Zweifellos könnte und müsste auch die Gierseil- und Motorfähre von Sandau – wie auch die Elbe selbst – bei den Sehenswürdigkeiten der Stadt aufgeführt werden. Die Sandauer Fähre ist immerhin seit 1272 urkundlich überliefert. Der heutige Betrieb als Gierfähre, die – an einem 500 Meter langen Seil hängend – vom Elbewasser angetrieben wird, ist immer wieder ein entschleunigendes Erlebnis. Bei Hochwasser kann die Fähre abgehängt und der Betrieb mit Motorkraft aufrechterhalten werden, was meines Wissens mit der Werbener Fähre nicht möglich ist.

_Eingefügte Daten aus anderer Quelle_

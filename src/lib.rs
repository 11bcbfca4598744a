//! # portal
//!
//! Client core for the boleto portal: session handling, role gating, and the
//! request pipeline in front of the remote billing API.
//!
//! ARCHITECTURE
//! ============
//! - `session` holds the bearer token and broadcasts changes to subscribers.
//! - `auth` resolves the caller's role and runs the route-guard state machine.
//! - `net` wraps `reqwest` with bearer attachment and 401 interception.
//! - `screens` are the per-route view models (login, register, boletos, admin).
//! - `app` wires everything into the `Portal` shell a front end drives.

pub mod app;
pub mod auth;
pub mod config;
pub mod format;
pub mod net;
pub mod screens;
pub mod session;

pub use app::{Portal, View};
pub use config::PortalConfig;
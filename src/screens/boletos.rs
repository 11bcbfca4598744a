//! Boleto list with create and delete.

#[cfg(test)]
#[path = "boletos_test.rs"]
mod boletos_test;

use chrono::NaiveDate;

use super::{ActionOutcome, banner_for};
use crate::net::types::{Boleto, NewBoleto, RecordId};
use crate::net::{ApiClient, ApiError};

pub const INVALID_VALOR: &str = "Informe um valor maior que zero.";
pub const INVALID_VENCIMENTO: &str = "Informe o vencimento no formato AAAA-MM-DD.";
pub const MISSING_DESCRICAO: &str = "Informe a descrição.";

const DATE_FORMATS: [&str; 2] = ["%Y-%m-%d", "%d/%m/%Y"];

/// Raw create-form input, as typed.
#[derive(Clone, Debug, Default, PartialEq, Eq)]
pub struct BoletoForm {
    pub valor: String,
    pub vencimento: String,
    pub descricao: String,
}

impl BoletoForm {
    #[must_use]
    pub fn new(valor: &str, vencimento: &str, descricao: &str) -> Self {
        Self { valor: valor.to_owned(), vencimento: vencimento.to_owned(), descricao: descricao.to_owned() }
    }

    /// Validate the form into a request body.
    ///
    /// # Errors
    ///
    /// Returns the banner text for the first invalid field.
    pub fn parse(&self) -> Result<NewBoleto, &'static str> {
        let valor = parse_valor(&self.valor).ok_or(INVALID_VALOR)?;
        let vencimento = parse_vencimento(&self.vencimento).ok_or(INVALID_VENCIMENTO)?;
        let descricao = self.descricao.trim();
        if descricao.is_empty() {
            return Err(MISSING_DESCRICAO);
        }
        Ok(NewBoleto { valor, vencimento, descricao: descricao.to_owned() })
    }
}

/// Parse a positive amount written with `.` or `,` as the decimal
/// separator. With both present, the last one is the decimal separator.
fn parse_valor(raw: &str) -> Option<f64> {
    let raw = raw.trim().trim_start_matches("R$").trim();
    let normalized = match (raw.rfind(','), raw.rfind('.')) {
        (Some(comma), Some(dot)) if comma > dot => raw.replace('.', "").replace(',', "."),
        (Some(_), Some(_)) => raw.replace(',', ""),
        (Some(_), None) => raw.replace(',', "."),
        _ => raw.to_owned(),
    };
    let valor = normalized.parse::<f64>().ok()?;
    (valor.is_finite() && valor > 0.0).then_some(valor)
}

fn parse_vencimento(raw: &str) -> Option<NaiveDate> {
    let raw = raw.trim();
    DATE_FORMATS.iter().find_map(|fmt| NaiveDate::parse_from_str(raw, fmt).ok())
}

#[derive(Clone, Debug, Default)]
pub struct BoletosScreen {
    pub boletos: Vec<Boleto>,
    pub form: BoletoForm,
    pub busy: bool,
    pub error: Option<String>,
    /// At least one list fetch has succeeded.
    pub loaded: bool,
}

impl BoletosScreen {
    /// Fetch the list.
    pub async fn load(&mut self, api: &ApiClient) -> ActionOutcome {
        if self.busy {
            return ActionOutcome::Ignored;
        }
        self.error = None;
        self.busy = true;
        let result = self.refresh(api).await;
        self.busy = false;
        match result {
            Ok(()) => ActionOutcome::Completed,
            Err(err) => {
                self.error = banner_for(&err);
                ActionOutcome::Failed
            }
        }
    }

    /// Create a boleto from `form`, reset the form, and re-fetch the list.
    pub async fn create(&mut self, api: &ApiClient) -> ActionOutcome {
        if self.busy {
            return ActionOutcome::Ignored;
        }
        self.error = None;
        let boleto = match self.form.parse() {
            Ok(boleto) => boleto,
            Err(message) => {
                self.error = Some(message.to_owned());
                return ActionOutcome::Invalid;
            }
        };

        self.busy = true;
        let result = api.create_boleto(&boleto).await.map(|_| ());
        if result.is_ok() {
            tracing::info!(valor = boleto.valor, vencimento = %boleto.vencimento, "boleto created");
            self.form = BoletoForm::default();
        }
        let outcome = self.finish_mutation(api, result).await;
        self.busy = false;
        outcome
    }

    /// Delete boleto `id` and re-fetch the list.
    pub async fn delete(&mut self, api: &ApiClient, id: &RecordId) -> ActionOutcome {
        if self.busy {
            return ActionOutcome::Ignored;
        }
        self.error = None;
        self.busy = true;
        let result = api.delete_boleto(id).await;
        if result.is_ok() {
            tracing::info!(%id, "boleto deleted");
        }
        let outcome = self.finish_mutation(api, result).await;
        self.busy = false;
        outcome
    }

    async fn refresh(&mut self, api: &ApiClient) -> Result<(), ApiError> {
        self.boletos = api.list_boletos().await?;
        self.loaded = true;
        Ok(())
    }

    /// Re-fetch after a mutation. The mutation's own error wins the banner.
    async fn finish_mutation(&mut self, api: &ApiClient, result: Result<(), ApiError>) -> ActionOutcome {
        if let Err(err) = &result
            && err.is_unauthorized()
        {
            return ActionOutcome::Failed;
        }
        let refreshed = self.refresh(api).await;
        match (result, refreshed) {
            (Ok(()), Ok(())) => ActionOutcome::Completed,
            (Err(err), _) | (Ok(()), Err(err)) => {
                self.error = banner_for(&err);
                ActionOutcome::Failed
            }
        }
    }
}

Und ein Schutzpatron aus Nordafrika
Zum Schluss möchte ich noch auf einen amüsanten Umstand hinweisen, denn das heute sachsen-anhaltinische Sandau führt – seit dem Mittelalter bis heute – einen schwarzen bzw. farbigen „Nordafrikaner“ in seinem Stadtwappen, und dieser stellt auch noch einen Schutzpatron der Stadt dar. Es handelt sich hier um den – nach der Legende aus Theben stammenden – römischen Legionär Mauritius, der seit seiner Heiligsprechung durch die katholische Kirche auch St. Mauritius genannt wird.
Das wäre doch ein zukunftsträchtiger (sexy) Ansatz: Sandau, öffne dich!
MARK RADLER will return …
(* – Anmerkung vom Juli 2019: Wer mehr über den spätromanischen Kirchenbau erfahren möchte, der sei auf die sehr informative Webseite geschichtstouren.de verwiesen).